While it has been emphasized that TF-IDF models documents as unordered collections of words, another convenient way to model documents is with a model called a vector space. The basic theory behind a vector space model is that you have a large multidimensional space that contains one vector for each document, and the distance between any two vectors indicates the similarity of the corresponding documents. One of the most beautiful things about vector space models is that you can also represent a query as a vector and find the most relevant documents for the query by finding the document vectors with the shortest distance to the query vector. Although it’s virtually impossible to do this subject justice in a short section, it’s important to have a basic understanding of vector space models if you have any interest at all in text mining or the IR field. If you’re not interested in the background theory and want to jump straight into implementation details on good faith, feel free to skip ahead to the next section.

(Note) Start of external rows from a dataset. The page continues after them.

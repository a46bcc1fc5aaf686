// ============================================================================
// orders-service - Tenant-scoped order lifecycle orchestration
// ============================================================================
//
// Draft -> confirmed -> closed, with request idempotency, optimistic
// concurrency control, and an at-least-once guarantee for the terminal
// event via the transactional outbox.
//
// ============================================================================

pub mod cache;
pub mod config;
pub mod context;
pub mod domain;
pub mod events;
pub mod http;
pub mod lifecycle;
pub mod metrics;
pub mod outbox;
pub mod store;
pub mod utils;

#[cfg(test)]
pub(crate) mod test_helpers;
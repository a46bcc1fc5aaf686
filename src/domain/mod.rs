// ============================================================================
// Order Domain - Aggregate, Cursor, and Error Taxonomy
// ============================================================================

pub mod cursor;
pub mod errors;
pub mod order;

pub use cursor::{Cursor, CursorDecodeError};
pub use errors::LifecycleError;
pub use order::{Order, OrderStatus, OutboxRecord};
pub mod circuit_breaker;
pub mod retry;

pub use circuit_breaker::{CircuitBreaker, CircuitBreakerConfig, CircuitBreakerError, CircuitState};
pub use retry::{retry_with_backoff, RetryConfig};
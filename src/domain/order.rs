use chrono::{DateTime, Utc};
use serde::{Deserialize, Serialize};
use uuid::Uuid;

// ============================================================================
// Order - Tenant-Scoped Lifecycle Aggregate
// ============================================================================
//
// Status moves strictly draft -> confirmed -> closed, no skips, no
// reversals. Every successful mutation bumps `version` by exactly one;
// `total_cents` is set once at confirm and immutable afterwards.
//
// ============================================================================

#[derive(Debug, Clone, Copy, PartialEq, Eq, Serialize, Deserialize, sqlx::Type)]
#[serde(rename_all = "lowercase")]
#[sqlx(type_name = "order_status", rename_all = "lowercase")]
pub enum OrderStatus {
    Draft,
    Confirmed,
    Closed,
}

/// Serialized with camelCase field names: this struct is both the API
/// representation and the cached idempotency response.
#[derive(Debug, Clone, Serialize, Deserialize, sqlx::FromRow)]
#[serde(rename_all = "camelCase")]
pub struct Order {
    pub id: Uuid,
    pub tenant_id: String,
    pub status: OrderStatus,
    pub version: i32,
    pub total_cents: Option<i64>,
    pub created_at: DateTime<Utc>,
    pub updated_at: DateTime<Utc>,
}

impl Order {
    /// Build a fresh draft for a tenant. Version starts at 1.
    pub fn new_draft(tenant_id: &str) -> Self {
        let now = Utc::now();
        Self {
            id: Uuid::new_v4(),
            tenant_id: tenant_id.to_string(),
            status: OrderStatus::Draft,
            version: 1,
            total_cents: None,
            created_at: now,
            updated_at: now,
        }
    }

    /// Apply the draft -> confirmed transition in memory.
    /// The store re-validates the version condition at write time.
    pub fn confirmed(mut self, total_cents: i64) -> Self {
        self.status = OrderStatus::Confirmed;
        self.total_cents = Some(total_cents);
        self.version += 1;
        self.updated_at = Utc::now();
        self
    }

    /// Apply the confirmed -> closed transition in memory.
    pub fn closed(mut self) -> Self {
        self.status = OrderStatus::Closed;
        self.version += 1;
        self.updated_at = Utc::now();
        self
    }
}

// ============================================================================
// Outbox Record
// ============================================================================

/// One row in the outbox table, written in the same transaction as the
/// close mutation it describes. `published_at` is stamped by the relay.
#[derive(Debug, Clone, Serialize, Deserialize, sqlx::FromRow)]
pub struct OutboxRecord {
    pub id: Uuid,
    pub event_type: String,
    pub order_id: Uuid,
    pub tenant_id: String,
    pub payload: serde_json::Value,
    pub published_at: Option<DateTime<Utc>>,
    pub created_at: DateTime<Utc>,
}

impl OutboxRecord {
    pub fn for_closed_order(order: &Order, closed_at: DateTime<Utc>) -> Self {
        Self {
            id: Uuid::new_v4(),
            event_type: "orders.closed".to_string(),
            order_id: order.id,
            tenant_id: order.tenant_id.clone(),
            payload: serde_json::json!({
                "orderId": order.id,
                "tenantId": order.tenant_id,
                "totalCents": order.total_cents,
                "closedAt": closed_at.to_rfc3339(),
            }),
            published_at: None,
            created_at: closed_at,
        }
    }
}

// ============================================================================
// Unit Tests
// ============================================================================
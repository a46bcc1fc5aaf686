pub mod relay;

pub use relay::OutboxRelay;
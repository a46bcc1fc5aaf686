// ============================================================================
// Lifecycle Error Taxonomy
// ============================================================================

use crate::cache::CacheError;
use crate::store::StoreError;

/// Typed outcome of every `OrderLifecycle` operation.
///
/// Transport-layer mapping to protocol status codes happens outside the core;
/// the core only distinguishes these four categories. Malformed cursors and
/// malformed version preconditions are classified as `Conflict`, matching the
/// historical behavior of the service.
#[derive(Debug, thiserror::Error)]
pub enum LifecycleError {
    #[error("{0}")]
    Validation(String),

    #[error("Order not found")]
    NotFound,

    #[error("{0}")]
    Conflict(String),

    #[error("internal error: {0}")]
    Internal(#[source] anyhow::Error),
}

impl LifecycleError {
    pub fn conflict(msg: impl Into<String>) -> Self {
        Self::Conflict(msg.into())
    }

    pub fn validation(msg: impl Into<String>) -> Self {
        Self::Validation(msg.into())
    }
}

impl From<StoreError> for LifecycleError {
    fn from(err: StoreError) -> Self {
        Self::Internal(err.into())
    }
}

impl From<CacheError> for LifecycleError {
    fn from(err: CacheError) -> Self {
        Self::Internal(err.into())
    }
}
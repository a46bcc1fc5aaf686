mod server;

use prometheus::{IntCounter, IntCounterVec, Opts, Registry};

pub use server::start_metrics_server;

// ============================================================================
// Metrics - Prometheus counters for the order lifecycle
// ============================================================================
//
// Covers:
// - Lifecycle transitions (created, confirmed, closed)
// - Idempotency protocol outcomes (replays, conflicts)
// - Event publishing failures (per event type)
// - Outbox relay throughput
//
// All metrics are registered with Prometheus and scraped via /metrics.
// ============================================================================

pub struct Metrics {
    registry: Registry,

    // Lifecycle transitions
    pub orders_created: IntCounter,
    pub orders_confirmed: IntCounter,
    pub orders_closed: IntCounter,

    // Idempotency protocol
    pub idempotent_replays: IntCounter,
    pub idempotency_conflicts: IntCounter,

    // Event publishing
    pub publish_failures: IntCounterVec,

    // Outbox relay
    pub outbox_relayed: IntCounter,
}

impl Metrics {
    pub fn new() -> anyhow::Result<Self> {
        let registry = Registry::new();

        let orders_created = IntCounter::new("orders_created_total", "Total draft orders created")?;
        registry.register(Box::new(orders_created.clone()))?;

        let orders_confirmed =
            IntCounter::new("orders_confirmed_total", "Total orders confirmed")?;
        registry.register(Box::new(orders_confirmed.clone()))?;

        let orders_closed = IntCounter::new("orders_closed_total", "Total orders closed")?;
        registry.register(Box::new(orders_closed.clone()))?;

        let idempotent_replays = IntCounter::new(
            "idempotent_replays_total",
            "Create requests answered from the idempotency cache",
        )?;
        registry.register(Box::new(idempotent_replays.clone()))?;

        let idempotency_conflicts = IntCounter::new(
            "idempotency_conflicts_total",
            "Create requests rejected for reusing a key with a different body",
        )?;
        registry.register(Box::new(idempotency_conflicts.clone()))?;

        let publish_failures = IntCounterVec::new(
            Opts::new(
                "event_publish_failures_total",
                "Best-effort event publishes that failed (and were swallowed)",
            ),
            &["event_type"],
        )?;
        registry.register(Box::new(publish_failures.clone()))?;

        let outbox_relayed = IntCounter::new(
            "outbox_relayed_total",
            "Outbox rows published and stamped by the relay",
        )?;
        registry.register(Box::new(outbox_relayed.clone()))?;

        Ok(Self {
            registry,
            orders_created,
            orders_confirmed,
            orders_closed,
            idempotent_replays,
            idempotency_conflicts,
            publish_failures,
            outbox_relayed,
        })
    }

    /// Get the Prometheus registry for exposing metrics via HTTP
    pub fn registry(&self) -> &Registry {
        &self.registry
    }

    pub fn record_publish_failure(&self, event_type: &str) {
        self.publish_failures.with_label_values(&[event_type]).inc();
    }
}

#[cfg(test)]
mod tests {
    use super::*;

    #[test]
    fn test_metrics_register_cleanly() {
        let metrics = Metrics::new().unwrap();
        metrics.orders_created.inc();
        metrics.record_publish_failure("orders.closed");

        let families = metrics.registry().gather();
        assert!(families
            .iter()
            .any(|f| f.get_name() == "orders_created_total"));
        assert!(families
            .iter()
            .any(|f| f.get_name() == "event_publish_failures_total"));
    }
}
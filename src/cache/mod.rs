use std::time::Duration;

use async_trait::async_trait;
use serde::{Deserialize, Serialize};
use sha2::{Digest, Sha256};

use crate::context::RequestContext;
use crate::domain::Order;

pub mod redis;

pub use self::redis::RedisIdempotencyCache;

// ============================================================================
// Idempotency Cache Contract
// ============================================================================
//
// TTL-bound key/value store mapping (tenant, client key) to a cached
// response plus a request-body fingerprint. Expiry means idempotency
// protection lapses; that is an accepted, time-bounded guarantee.
//
// `set_if_absent` is the atomic insert-if-absent primitive that closes the
// create-path race: two concurrent identical requests cannot both win the
// reservation.
//
// ============================================================================

#[derive(Debug, thiserror::Error)]
pub enum CacheError {
    #[error("cache error: {0}")]
    Backend(#[from] ::redis::RedisError),

    #[error("cache serialization error: {0}")]
    Serialization(#[from] serde_json::Error),

    #[error("cache operation timed out")]
    Timeout,
}

/// Cached outcome of a create request. `response: None` marks a reservation
/// taken by an in-flight request that has not completed yet.
#[derive(Debug, Clone, Serialize, Deserialize)]
pub struct IdempotencyRecord {
    pub fingerprint: String,
    pub response: Option<Order>,
}

impl IdempotencyRecord {
    pub fn pending(fingerprint: String) -> Self {
        Self {
            fingerprint,
            response: None,
        }
    }

    pub fn completed(fingerprint: String, order: Order) -> Self {
        Self {
            fingerprint,
            response: Some(order),
        }
    }
}

#[async_trait]
pub trait IdempotencyCache: Send + Sync {
    async fn get(
        &self,
        ctx: &RequestContext,
        tenant_id: &str,
        key: &str,
    ) -> Result<Option<IdempotencyRecord>, CacheError>;

    async fn set(
        &self,
        ctx: &RequestContext,
        tenant_id: &str,
        key: &str,
        record: &IdempotencyRecord,
        ttl: Duration,
    ) -> Result<(), CacheError>;

    /// Returns `true` when the reservation was taken, `false` when a record
    /// already exists for the key.
    async fn set_if_absent(
        &self,
        ctx: &RequestContext,
        tenant_id: &str,
        key: &str,
        record: &IdempotencyRecord,
        ttl: Duration,
    ) -> Result<bool, CacheError>;

    /// Release a reservation after a failed create, so an identical retry
    /// is not locked out until the TTL lapses.
    async fn remove(
        &self,
        ctx: &RequestContext,
        tenant_id: &str,
        key: &str,
    ) -> Result<(), CacheError>;
}

// ============================================================================
// Body Fingerprint
// ============================================================================

/// Deterministic, order-independent fingerprint of a request body.
///
/// serde_json maps are BTreeMap-backed, so serializing a `Value` emits
/// object keys in sorted order at every nesting level; two bodies that
/// differ only in key order produce the same digest.
pub fn body_fingerprint(body: &serde_json::Value) -> String {
    let canonical = body.to_string();
    hex::encode(Sha256::digest(canonical.as_bytes()))
}

// ============================================================================
// Unit Tests
// ============================================================================

#[cfg(test)]
mod tests {
    use super::*;

    #[test]
    fn test_fingerprint_is_deterministic() {
        let body = serde_json::json!({"a": 1, "b": {"c": [1, 2, 3]}});
        assert_eq!(body_fingerprint(&body), body_fingerprint(&body));
    }

    #[test]
    fn test_fingerprint_ignores_key_order() {
        let a: serde_json::Value = serde_json::from_str(r#"{"x": 1, "y": 2}"#).unwrap();
        let b: serde_json::Value = serde_json::from_str(r#"{"y": 2, "x": 1}"#).unwrap();
        assert_eq!(body_fingerprint(&a), body_fingerprint(&b));
    }

    #[test]
    fn test_fingerprint_differs_on_different_values() {
        let a = serde_json::json!({"a": 1});
        let b = serde_json::json!({"a": 2});
        assert_ne!(body_fingerprint(&a), body_fingerprint(&b));
    }

    #[test]
    fn test_record_round_trips_through_json() {
        let record = IdempotencyRecord::completed(
            body_fingerprint(&serde_json::json!({})),
            crate::domain::Order::new_draft("tenant-a"),
        );

        let json = serde_json::to_string(&record).unwrap();
        let decoded: IdempotencyRecord = serde_json::from_str(&json).unwrap();

        assert_eq!(decoded.fingerprint, record.fingerprint);
        assert_eq!(
            decoded.response.unwrap().id,
            record.response.unwrap().id
        );
    }
}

This section assumes a basic understanding of trigonometry. If your trigonometry skills are a little rusty, consider this section a great opportunity to brush up on high school math.
First, it might be helpful to clarify exactly what is meant by the term “vector,” since there are so many subtle variations associated with it across various fields of study. Generally speaking, a vector is a list of numbers that expresses both a direction relative to an origin and a magnitude, which is the distance from that origin. A vector can very naturally be represented as a line segment between the origin and a point in an N-dimensional space by drawing a line between the origin and the point. To illustrate, imagine a document that is defined by only two terms (“Open”, “Web”), with a corresponding vector of (0.45, 0.67), where the values in the vector are values such as TF-IDF scores for the terms. In a vector space, this document could be represented in two dimensions by a line segment extending from the origin at (0,0) to the point at (0.45, 0.67). In reference to an x/y plane, the x-axis would represent “Open”, the y-axis would represent “Web”, and the vector from (0,0) to (0.45, 0.67) would represent the document in question. However, interesting documents generally contain hundreds of terms at a minimum, but the same fundamentals apply for modeling documents in these higher-dimensional spaces; it’s just harder to visualize.

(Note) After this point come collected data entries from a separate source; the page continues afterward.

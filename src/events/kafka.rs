use std::time::Duration;

use async_trait::async_trait;
use rdkafka::config::ClientConfig;
use rdkafka::producer::{FutureProducer, FutureRecord};

use super::{EventEnvelope, EventPublisher, PublishError};
use crate::context::RequestContext;
use crate::utils::{CircuitBreaker, CircuitBreakerConfig, CircuitBreakerError};

// ============================================================================
// Kafka Event Publisher
// ============================================================================
//
// Publishes event envelopes to a single topic, keyed by tenant id so events
// for one tenant stay ordered within a partition. A circuit breaker keeps a
// dead broker from stalling every request; while it is open, publishes fail
// fast and the caller's best-effort handling takes over.
//
// ============================================================================

pub struct KafkaPublisher {
    producer: FutureProducer,
    topic: String,
    circuit_breaker: CircuitBreaker,
}

impl KafkaPublisher {
    pub fn new(brokers: &str, topic: &str) -> anyhow::Result<Self> {
        let producer: FutureProducer = ClientConfig::new()
            .set("bootstrap.servers", brokers)
            .set("message.timeout.ms", "5000")
            .create()?;

        let cb_config = CircuitBreakerConfig {
            failure_threshold: 5,
            timeout: Duration::from_secs(30),
            success_threshold: 3,
        };

        Ok(Self {
            producer,
            topic: topic.to_string(),
            circuit_breaker: CircuitBreaker::new(cb_config),
        })
    }
}

#[async_trait]
impl EventPublisher for KafkaPublisher {
    async fn publish(
        &self,
        ctx: &RequestContext,
        event_type: &str,
        tenant_id: &str,
        data: serde_json::Value,
    ) -> Result<(), PublishError> {
        let envelope = EventEnvelope::new(event_type, tenant_id, Some(ctx.trace_id.clone()), data);
        let payload =
            serde_json::to_string(&envelope).map_err(|e| PublishError(e.into()))?;

        let result = self
            .circuit_breaker
            .guard(async {
                let record = FutureRecord::to(&self.topic)
                    .key(tenant_id)
                    .payload(&payload);

                self.producer
                    .send(record, rdkafka::util::Timeout::After(Duration::from_secs(5)))
                    .await
                    .map_err(|(e, _)| anyhow::anyhow!("Kafka send error: {}", e))?;

                Ok::<(), anyhow::Error>(())
            })
            .await;

        match result {
            Ok(()) => {
                tracing::debug!(
                    trace_id = %ctx.trace_id,
                    event_type = %event_type,
                    tenant_id = %tenant_id,
                    topic = %self.topic,
                    "Published lifecycle event"
                );
                Ok(())
            }
            Err(CircuitBreakerError::CircuitOpen) => {
                tracing::error!(
                    event_type = %event_type,
                    topic = %self.topic,
                    "Circuit breaker open - event transport unavailable"
                );
                Err(PublishError(anyhow::anyhow!(
                    "circuit breaker open for event transport"
                )))
            }
            Err(CircuitBreakerError::OperationFailed(e)) => {
                tracing::error!(
                    error = %e,
                    event_type = %event_type,
                    topic = %self.topic,
                    "Failed to publish lifecycle event"
                );
                Err(PublishError(e))
            }
        }
    }
}
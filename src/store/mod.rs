use async_trait::async_trait;
use uuid::Uuid;

use crate::context::RequestContext;
use crate::domain::{Cursor, Order, OutboxRecord};

pub mod postgres;

pub use postgres::PgOrderStore;

// ============================================================================
// Order Store Contract
// ============================================================================
//
// Persistence seam consumed by the orchestrator. Two pieces:
//
// - `OrderStore`: scoped lookup, insert, conditional (version-checked)
//   update, keyset page query, and outbox polling for the relay.
// - `OrderUnitOfWork`: a single transaction spanning load-for-update,
//   status update, and outbox insert. Either everything commits or
//   everything rolls back; no partial state is ever visible.
//
// ============================================================================

#[derive(Debug, thiserror::Error)]
pub enum StoreError {
    #[error("database error: {0}")]
    Database(#[from] sqlx::Error),

    #[error("store operation timed out")]
    Timeout,
}

#[async_trait]
pub trait OrderStore: Send + Sync {
    /// Scoped lookup. Cross-tenant access and nonexistence are
    /// indistinguishable: both come back as `None`.
    async fn get_by_id_and_tenant(
        &self,
        ctx: &RequestContext,
        id: Uuid,
        tenant_id: &str,
    ) -> Result<Option<Order>, StoreError>;

    async fn insert(&self, ctx: &RequestContext, order: &Order) -> Result<(), StoreError>;

    /// Version-checked write. The WHERE clause re-validates
    /// `expected_version` at write time; returns `false` when zero rows
    /// matched (a concurrent writer got there first).
    async fn conditional_update(
        &self,
        ctx: &RequestContext,
        order: &Order,
        expected_version: i32,
    ) -> Result<bool, StoreError>;

    /// One keyset page ordered by (created_at DESC, id DESC), restricted to
    /// rows strictly below `cursor` under lexicographic tuple comparison.
    /// `limit` is passed through as-is; the caller does the +1 fetch.
    async fn list_page(
        &self,
        ctx: &RequestContext,
        tenant_id: &str,
        limit: i64,
        cursor: Option<&Cursor>,
    ) -> Result<Vec<Order>, StoreError>;

    async fn begin(&self) -> Result<Box<dyn OrderUnitOfWork>, StoreError>;

    /// Oldest-first batch of outbox rows not yet stamped `published_at`.
    async fn unpublished_outbox(&self, limit: i64) -> Result<Vec<OutboxRecord>, StoreError>;

    async fn mark_outbox_published(&self, id: Uuid) -> Result<(), StoreError>;
}

#[async_trait]
pub trait OrderUnitOfWork: Send {
    /// Locking read (SELECT ... FOR UPDATE); a concurrent transaction on the
    /// same row blocks until this one commits or rolls back.
    async fn get_for_update(
        &mut self,
        id: Uuid,
        tenant_id: &str,
    ) -> Result<Option<Order>, StoreError>;

    async fn update_order(&mut self, order: &Order) -> Result<(), StoreError>;

    async fn insert_outbox(&mut self, record: &OutboxRecord) -> Result<(), StoreError>;

    async fn commit(self: Box<Self>) -> Result<(), StoreError>;

    async fn rollback(self: Box<Self>) -> Result<(), StoreError>;
}
// Copyright 2025 the Understory Authors
// SPDX-License-Identifier: Apache-2.0 OR MIT

//! Benchmarks for `understory_model` bags and models.

use criterion::{BatchSize, BenchmarkId, Criterion, black_box, criterion_group, criterion_main};
use std::sync::{Arc, Once};

use understory_model::{
    ChangeTrackingModelBase, ChangeTrackingPropertyBag, ClassMetadata, ClassMetadataBuilder,
    EditablePropertyBag, ErasedValue, PropertyBag, PropertySetModes, Range, Reflect, Required,
    SimplePropertyBag, StringLength,
};

#[derive(Debug)]
struct Row;

impl Reflect for Row {
    fn describe(class: &mut ClassMetadataBuilder) {
        class.property::<i32>("Id");
        class
            .property::<Option<String>>("Name")
            .validate(Required::new())
            .validate(StringLength::max(32));
        class.property::<f64>("Price").validate(Range::new(0.0, 1000.0));
        class
            .property::<String>("Label")
            .read_only()
            .calculated_from(&["Name", "Price"]);
    }
}

fn wide_class(len: u16) -> Arc<ClassMetadata> {
    let mut class = ClassMetadataBuilder::new::<()>();
    for index in 0..len {
        let name: &'static str = Box::leak(format!("P{index}").into_boxed_str());
        class.property::<i64>(name);
    }
    Arc::new(class.build().unwrap())
}

fn bench_bag<B: PropertyBag>(c: &mut Criterion, label: &str) {
    let mut group = c.benchmark_group(format!("bag/{label}"));
    for len in [4_u16, 64] {
        let metadata = wide_class(len);
        let last = format!("P{}", len - 1);

        group.bench_function(BenchmarkId::new("set", len), |b| {
            let mut bag = B::new(Arc::clone(&metadata));
            let mut n = 0_i64;
            b.iter(|| {
                n += 1;
                black_box(
                    bag.set(ErasedValue::new(n), PropertySetModes::DEFAULT, &last, &mut ())
                        .unwrap(),
                )
            });
        });

        group.bench_function(BenchmarkId::new("get", len), |b| {
            let mut bag = B::new(Arc::clone(&metadata));
            bag.set(ErasedValue::new(7_i64), PropertySetModes::DEFAULT, &last, &mut ())
                .unwrap();
            b.iter(|| black_box(bag.get_value(black_box(&last)).unwrap()));
        });
    }
    group.finish();
}

fn bench_bags(c: &mut Criterion) {
    static PRINT_SIZES: Once = Once::new();
    PRINT_SIZES.call_once(|| {
        eprintln!(
            "sizes: ErasedValue={} SimplePropertyBag={} ChangeTrackingPropertyBag={}",
            size_of::<ErasedValue>(),
            size_of::<SimplePropertyBag>(),
            size_of::<ChangeTrackingPropertyBag>(),
        );
    });

    bench_bag::<SimplePropertyBag>(c, "simple");
    bench_bag::<ChangeTrackingPropertyBag>(c, "tracking");
    bench_bag::<EditablePropertyBag>(c, "editable");
}

fn bench_model(c: &mut Criterion) {
    let mut group = c.benchmark_group("model");

    group.bench_function("metadata_lookup", |b| {
        b.iter(|| black_box(ClassMetadata::of::<Row>()));
    });

    group.bench_function("set_cascading", |b| {
        let mut model = ChangeTrackingModelBase::new::<Row>();
        model.subscribe_property_changed(|args| {
            black_box(args.property_name());
        });
        let mut price = 0.0;
        b.iter(|| {
            price += 1.0;
            if price > 1000.0 {
                price = 0.0;
            }
            black_box(model.set(price, "Price"))
        });
    });

    group.bench_function("typed_handle", |b| {
        let mut model = ChangeTrackingModelBase::new::<Row>();
        let id = model.metadata().property_handle::<i32>("Id").unwrap();
        let mut n = 0;
        b.iter(|| {
            n = (n + 1) % 1000;
            model.write(id, n).unwrap();
            black_box(model.read(id))
        });
    });

    group.bench_function("validate", |b| {
        let mut model = ChangeTrackingModelBase::new::<Row>();
        model.set(Some(String::from("widget")), "Name");
        model.set(2000.0, "Price");
        b.iter(|| black_box(model.validate()));
    });

    group.bench_function("reject_changes", |b| {
        b.iter_batched(
            || {
                let mut model = ChangeTrackingModelBase::new::<Row>();
                model.set(1, "Id");
                model.accept_changes().unwrap();
                model.set(2, "Id");
                model.set(Some(String::from("gadget")), "Name");
                model
            },
            |mut model| {
                model.reject_changes().unwrap();
                model
            },
            BatchSize::SmallInput,
        );
    });

    group.finish();
}

criterion_group!(benches, bench_bags, bench_model);
criterion_main!(benches);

Try making the transition from visualizing a document represented by a vector with two components to a document represented by three dimensions, such as (“Open”, “Web”, “Government”). Then consider taking a leap of faith and accepting that although it’s hard to visualize, it is still possible to have a vector represent additional dimensions that you can’t easily sketch out or see. If you’re able to do that, you should have no problem believing the same vector operations that can be applied to a 2-dimensional space can be equally as well applied to a 10-dimensional space or a 367-dimensional space. Figure 7-4 shows an example vector in 3-dimensional space.
Given that it’s possible to model documents as term-centric vectors, with each term in the document represented by its corresponding TF-IDF score, the task then is to determine what metric best represents the similarity between two documents. As it turns out, the cosine of the angle between any two vectors is a valid metric for comparing them and is known as the cosine similarity of the vectors. Although perhaps not yet intuitive, years of scientific research have demonstrated that computing the cosine similarity of documents represented as term vectors is a very effective metric. (It does suffer from many of the same problems as TF-IDF, though; see Before You Go Off and Try to Build a Search Engine… for a very brief synopsis.) Building up a rigorous proof of the details behind the cosine similarity metric would be beyond the scope of this book, but the gist is that the cosine of the angle between any two vectors indicates the similarity between them and is equivalent to the dot product of their unit vectors. Intuitively, it might be helpful to consider that the closer two vectors are to one another, the smaller the angle between them will be, and thus the larger the cosine of the angle between them will be. Two identical vectors would have an angle of 0 degrees and a similarity metric of 1.0, while two vectors that are orthogonal to one another would have an angle of 90 degrees and a similarity metric of 0.0. The following sketch attempts to demonstrate:
Recalling that a unit vector has a length of 1.0 (by definition), the beauty of computing document similarity with unit vectors is that they’re already normalized against what might be substantial variations in length. Given that brief math lesson, you’re probably ready to see some of this in action. That’s what the next section is all about.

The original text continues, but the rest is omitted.